Danilo Christen relève également que la température de conservation est un élément très important: «Dans un frigo à 4 °C, les fruits de nos régions se conservent entre deux jours et quatre semaines. Dans une cuisine à 25 °C, en plein été, certains peuvent déjà s’abîmer après une demi-journée.»

Il conseille donc de conserver les fruits au frais et de consommer les plus fragiles, comme les baies, le jour de l’achat. «Il suffit de sortir les pommes deux jours avant de les manger», ajoute-il. «Pour une poire fondante, c’est mieux de la laisser deux ou trois jours à température ambiante.» Quant aux pêches, quelle que soit la variété, elles devraient tenir une petite semaine hors du frigo, jusqu’à maturité. Enfin, les abricots se dégustent tels quels dans les deux jours suivant l’achat, puis on fait cuire ceux qui deviennent plus mous, en confiture ou en tarte.

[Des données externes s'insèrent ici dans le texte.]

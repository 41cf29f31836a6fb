//! Tutor service - chat, writing analysis and model info
//!
//! Each operation is a single stateless request/response cycle: build the
//! fixed prompt, forward it to the upstream, reshape the answer.

use std::{fmt, sync::Arc};

use ai_core::{ChatCompletion, CompletionConfig, CompletionError};
use domain::{ChatExchange, WritingAnalysis, WritingSample};
use serde::{Deserialize, Serialize};
use tracing::{debug, instrument, warn};

use crate::{error::ApplicationError, prompts};

/// Description of the model currently served by the upstream.
#[derive(Debug, Clone, Serialize, Deserialize)]
#[serde(rename_all = "camelCase")]
pub struct ModelInfo {
    pub name: String,
    #[serde(rename = "type")]
    pub kind: String,
    #[serde(skip_serializing_if = "Option::is_none")]
    pub parameters: Option<String>,
    pub context_length: u32,
}

impl ModelInfo {
    /// The fixed record reported when the upstream lists nothing usable.
    fn unknown(context_length: u32) -> Self {
        Self {
            name: "LM Studio Model".to_string(),
            kind: "Unknown".to_string(),
            parameters: None,
            context_length,
        }
    }
}

/// Service for the chat/writing gateway.
pub struct TutorService {
    completion: Arc<dyn ChatCompletion>,
    config: CompletionConfig,
}

impl fmt::Debug for TutorService {
    fn fmt(&self, f: &mut fmt::Formatter<'_>) -> fmt::Result {
        f.debug_struct("TutorService")
            .field("provider", &self.config.provider)
            .finish_non_exhaustive()
    }
}

impl TutorService {
    /// Create a new tutor service
    pub fn new(completion: Arc<dyn ChatCompletion>, config: CompletionConfig) -> Self {
        Self { completion, config }
    }

    /// Handle a single chat turn and return the upstream text verbatim.
    ///
    /// The provider gate only applies here; the writing endpoints always
    /// reach the configured upstream.
    #[instrument(skip(self, exchange), fields(message_len = exchange.message.len(), level = %exchange.level))]
    pub async fn chat(&self, exchange: &ChatExchange) -> Result<String, ApplicationError> {
        if self.config.provider != "lmstudio" {
            return Err(ApplicationError::UnsupportedProvider(
                self.config.provider.clone(),
            ));
        }

        let prompt = prompts::chat_prompt(
            &exchange.level,
            &exchange.previous_messages,
            &exchange.message,
        );

        let response = self.completion.complete(&prompt).await?;

        debug!(response_len = response.len(), "Chat response received");

        Ok(response)
    }

    /// Analyze a writing sample into the structured result.
    #[instrument(skip(self, sample), fields(text_len = sample.text.len(), level = %sample.level))]
    pub async fn analyze_writing(
        &self,
        sample: &WritingSample,
    ) -> Result<WritingAnalysis, ApplicationError> {
        let prompt = prompts::analysis_prompt(&sample.level, &sample.text);

        let response = self.completion.complete(&prompt).await?;

        serde_json::from_str(&response).map_err(|e| {
            warn!(error = %e, "Model output was not the demanded JSON shape");
            ApplicationError::MalformedModelOutput
        })
    }

    /// Improve a writing sample; the upstream free-text response is the result.
    #[instrument(skip(self, sample), fields(text_len = sample.text.len(), level = %sample.level))]
    pub async fn improve_writing(
        &self,
        sample: &WritingSample,
    ) -> Result<String, ApplicationError> {
        let prompt = prompts::improvement_prompt(&sample.level, &sample.text);

        self.completion
            .complete(&prompt)
            .await
            .map_err(ApplicationError::from)
    }

    /// Report the model the upstream currently serves.
    ///
    /// A non-success status or an empty listing falls back to the fixed
    /// default record; only transport errors reach the caller.
    #[instrument(skip(self))]
    pub async fn model_info(&self) -> Result<ModelInfo, ApplicationError> {
        let entries = match self.completion.list_models().await {
            Ok(entries) => entries,
            Err(CompletionError::ServerError(msg)) => {
                debug!(%msg, "Model listing unavailable, using default record");
                return Ok(ModelInfo::unknown(self.config.context_length));
            }
            Err(e) => return Err(e.into()),
        };

        Ok(entries.into_iter().next().map_or_else(
            || ModelInfo::unknown(self.config.context_length),
            |entry| ModelInfo {
                name: entry.id,
                kind: "LM Studio Model".to_string(),
                parameters: entry.parameters.or_else(|| Some("Unknown".to_string())),
                context_length: entry.context_length.unwrap_or(self.config.context_length),
            },
        ))
    }
}
//! Writing analysis and improvement handlers

use axum::{Json, extract::State};
use domain::{WritingAnalysis, WritingSample};
use serde::{Deserialize, Serialize};
use tracing::instrument;
use utoipa::ToSchema;

use crate::{error::ApiError, state::GatewayState};

/// Writing request body, shared by analyze and improve
#[derive(Debug, Deserialize, ToSchema)]
pub struct WritingRequest {
    /// Raw text to analyze or improve
    pub text: String,
    /// Proficiency level tag
    #[serde(default = "default_level")]
    pub level: String,
}

fn default_level() -> String {
    "intermediate".to_string()
}

impl From<WritingRequest> for WritingSample {
    fn from(request: WritingRequest) -> Self {
        Self {
            text: request.text,
            level: request.level,
        }
    }
}

/// Improvement response body
#[derive(Debug, Serialize, ToSchema)]
pub struct ImproveResponse {
    /// The upstream's free-text improvement
    pub improved_text: String,
}

/// Analyze a writing sample into scores, corrections and suggestions
#[utoipa::path(
    post,
    path = "/writing/analyze",
    tag = "writing",
    request_body = WritingRequest,
    responses(
        (status = 200, description = "Structured writing analysis"),
        (status = 500, description = "Upstream failed or returned unparseable output")
    )
)]
#[instrument(skip(state, request), fields(text_len = request.text.len()))]
pub async fn analyze_writing(
    State(state): State<GatewayState>,
    Json(request): Json<WritingRequest>,
) -> Result<Json<WritingAnalysis>, ApiError> {
    let analysis = state.tutor.analyze_writing(&request.into()).await?;
    Ok(Json(analysis))
}

/// Improve a writing sample
#[utoipa::path(
    post,
    path = "/writing/improve",
    tag = "writing",
    request_body = WritingRequest,
    responses(
        (status = 200, description = "Improved text", body = ImproveResponse),
        (status = 500, description = "Upstream call failed")
    )
)]
#[instrument(skip(state, request), fields(text_len = request.text.len()))]
pub async fn improve_writing(
    State(state): State<GatewayState>,
    Json(request): Json<WritingRequest>,
) -> Result<Json<ImproveResponse>, ApiError> {
    let improved_text = state.tutor.improve_writing(&request.into()).await?;
    Ok(Json(ImproveResponse { improved_text }))
}
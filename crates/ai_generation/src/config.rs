//! Configuration for the local generation model

use serde::{Deserialize, Serialize};

/// Configuration for the llama.cpp generator.
#[derive(Debug, Clone, Serialize, Deserialize)]
pub struct GeneratorConfig {
    /// Path to the GGUF model file
    #[serde(default = "default_model_path")]
    pub model_path: String,

    /// Context window for each generation call
    #[serde(default = "default_n_ctx")]
    pub n_ctx: u32,

    /// Batch size for prompt ingestion
    #[serde(default = "default_n_batch")]
    pub n_batch: u32,
}

fn default_model_path() -> String {
    "models/phi-2.Q4_K_M.gguf".to_string()
}

const fn default_n_ctx() -> u32 {
    4096
}

const fn default_n_batch() -> u32 {
    512
}

impl Default for GeneratorConfig {
    fn default() -> Self {
        Self {
            model_path: default_model_path(),
            n_ctx: default_n_ctx(),
            n_batch: default_n_batch(),
        }
    }
}

impl GeneratorConfig {
    /// Load configuration from environment variables.
    pub fn from_env() -> Self {
        let defaults = Self::default();
        Self {
            model_path: std::env::var("GENERATION_MODEL_PATH")
                .ok()
                .filter(|v| !v.is_empty())
                .unwrap_or(defaults.model_path),
            n_ctx: defaults.n_ctx,
            n_batch: defaults.n_batch,
        }
    }
}

#[cfg(test)]
mod tests {
    use super::*;

    #[test]
    fn default_config_values() {
        let config = GeneratorConfig::default();
        assert_eq!(config.model_path, "models/phi-2.Q4_K_M.gguf");
        assert_eq!(config.n_ctx, 4096);
        assert_eq!(config.n_batch, 512);
    }

    #[test]
    fn deserialization_with_defaults() {
        let config: GeneratorConfig = serde_json::from_str("{}").unwrap();
        assert_eq!(config.n_ctx, 4096);
    }
}
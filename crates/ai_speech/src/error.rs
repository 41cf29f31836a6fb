//! Speech processing errors

use thiserror::Error;

/// Errors that can occur during audio decoding or transcription
#[derive(Debug, Error)]
pub enum SpeechError {
    /// The GGML model file was not found at the given path
    #[error("Model not found: {0}")]
    ModelNotFound(String),

    /// whisper.cpp failed to initialize a context or state
    #[error("Whisper context initialization failed: {0}")]
    ContextInit(String),

    /// The uploaded bytes could not be decoded as audio
    #[error("Invalid audio: {0}")]
    InvalidAudio(String),

    /// The inference pass failed
    #[error("Transcription failed: {0}")]
    Transcription(String),
}
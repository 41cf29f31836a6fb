//! Configuration for the upstream chat-completion client

use serde::{Deserialize, Serialize};

/// Configuration for the chat-completion upstream.
#[derive(Debug, Clone, Serialize, Deserialize)]
pub struct CompletionConfig {
    /// Provider selector; only `lmstudio` is currently supported
    #[serde(default = "default_provider")]
    pub provider: String,

    /// Base URL of the chat-completion server
    #[serde(default = "default_base_url")]
    pub base_url: String,

    /// Context window reported when the upstream does not state one
    #[serde(default = "default_context_length")]
    pub context_length: u32,

    /// Maximum tokens to request per completion
    #[serde(default = "default_max_tokens")]
    pub max_tokens: u32,

    /// Temperature for sampling
    #[serde(default = "default_temperature")]
    pub temperature: f32,

    /// Top-p (nucleus) sampling
    #[serde(default = "default_top_p")]
    pub top_p: f32,

    /// Request timeout in milliseconds
    #[serde(default = "default_timeout_ms")]
    pub timeout_ms: u64,
}

fn default_provider() -> String {
    "lmstudio".to_string()
}

fn default_base_url() -> String {
    "http://localhost:1234/v1".to_string()
}

const fn default_context_length() -> u32 {
    4096
}

const fn default_max_tokens() -> u32 {
    2048
}

const fn default_temperature() -> f32 {
    0.7
}

const fn default_top_p() -> f32 {
    0.95
}

const fn default_timeout_ms() -> u64 {
    60000
}

impl Default for CompletionConfig {
    fn default() -> Self {
        Self {
            provider: default_provider(),
            base_url: default_base_url(),
            context_length: default_context_length(),
            max_tokens: default_max_tokens(),
            temperature: default_temperature(),
            top_p: default_top_p(),
            timeout_ms: default_timeout_ms(),
        }
    }
}

impl CompletionConfig {
    /// Load configuration from environment variables.
    ///
    /// Unset or unparseable variables fall back to the defaults.
    pub fn from_env() -> Self {
        let defaults = Self::default();
        Self {
            provider: env_string("LLM_PROVIDER").unwrap_or(defaults.provider),
            base_url: env_string("LLM_API_URL").unwrap_or(defaults.base_url),
            context_length: env_parsed("LMSTUDIO_CONTEXT_LENGTH")
                .unwrap_or(defaults.context_length),
            max_tokens: env_parsed("LMSTUDIO_MAX_TOKENS").unwrap_or(defaults.max_tokens),
            temperature: env_parsed("LMSTUDIO_TEMPERATURE").unwrap_or(defaults.temperature),
            top_p: env_parsed("LMSTUDIO_TOP_P").unwrap_or(defaults.top_p),
            timeout_ms: defaults.timeout_ms,
        }
    }
}

fn env_string(name: &str) -> Option<String> {
    std::env::var(name).ok().filter(|v| !v.is_empty())
}

fn env_parsed<T: std::str::FromStr>(name: &str) -> Option<T> {
    env_string(name).and_then(|v| v.parse().ok())
}

#[cfg(test)]
mod tests {
    use super::*;

    #[test]
    fn default_config_matches_lmstudio_defaults() {
        let config = CompletionConfig::default();
        assert_eq!(config.provider, "lmstudio");
        assert_eq!(config.base_url, "http://localhost:1234/v1");
        assert_eq!(config.context_length, 4096);
        assert_eq!(config.max_tokens, 2048);
        assert!((config.temperature - 0.7).abs() < f32::EPSILON);
        assert!((config.top_p - 0.95).abs() < f32::EPSILON);
        assert_eq!(config.timeout_ms, 60000);
    }

    #[test]
    fn deserialization_with_defaults() {
        let config: CompletionConfig = serde_json::from_str("{}").unwrap();
        assert_eq!(config.provider, "lmstudio");
        assert_eq!(config.context_length, 4096);
    }

    #[test]
    fn deserialization_overrides() {
        let json = r#"{"provider": "other", "base_url": "http://host:9000/v1"}"#;
        let config: CompletionConfig = serde_json::from_str(json).unwrap();
        assert_eq!(config.provider, "other");
        assert_eq!(config.base_url, "http://host:9000/v1");
    }
}
//! LinguaTutor HTTP presentation layer
//!
//! This crate provides the HTTP API for the three LinguaTutor services:
//! the chat/writing gateway, the generation service, and the transcription
//! service. Each service is an independent binary sharing the handler code
//! here.

pub mod error;
pub mod handlers;
pub mod openapi;
pub mod routes;
pub mod server;
pub mod state;

pub use error::ApiError;
pub use routes::{gateway_router, generation_router, speech_router};
pub use state::{GatewayState, GenerationState, SpeechState};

On garde les vieux fruits, mais on jette les pourris

Autre point important pour la bonne conservation des fruits: éviter de stocker ensemble des espèces qui dégagent beaucoup d’éthylène – un gaz produit naturellement par les fruits et qui est responsable de leur vieillissement, notamment de la perte de fermeté. C’est le cas par exemple des bananes et, dans une moindre mesure, des pommes. Enfin, il est préférable que les fruits ne se touchent pas entre eux, ce qui permet notamment d’éviter à la pourriture qui se développerait sur l’un d’en contaminer un autre. De même, un fruit très mûr produira beaucoup d’éthylène: il est donc préférable de l’éloigner des autres fruits afin de ne pas accélérer leur vieillissement.

Les fruits abîmés deviennent-ils pour autant impropres à la consommation? Selon Danilo Christen, les dégâts physiologiques liés à la sénescence du fruit n’ont pas d’impact sur notre santé, même s’ils peuvent légèrement en modifier le goût. Il suffit donc de retirer les morceaux abîmés pour se régaler du reste. Pour les attaques fongiques, c’est différent: «Parce que même si l’on retire la pourriture apparente, il y a toujours un risque que les filaments du champignon aient favorisé le développement de certaines toxines.» Prudence, donc: mieux vaut jeter un fruit trop attaqué par la pourriture.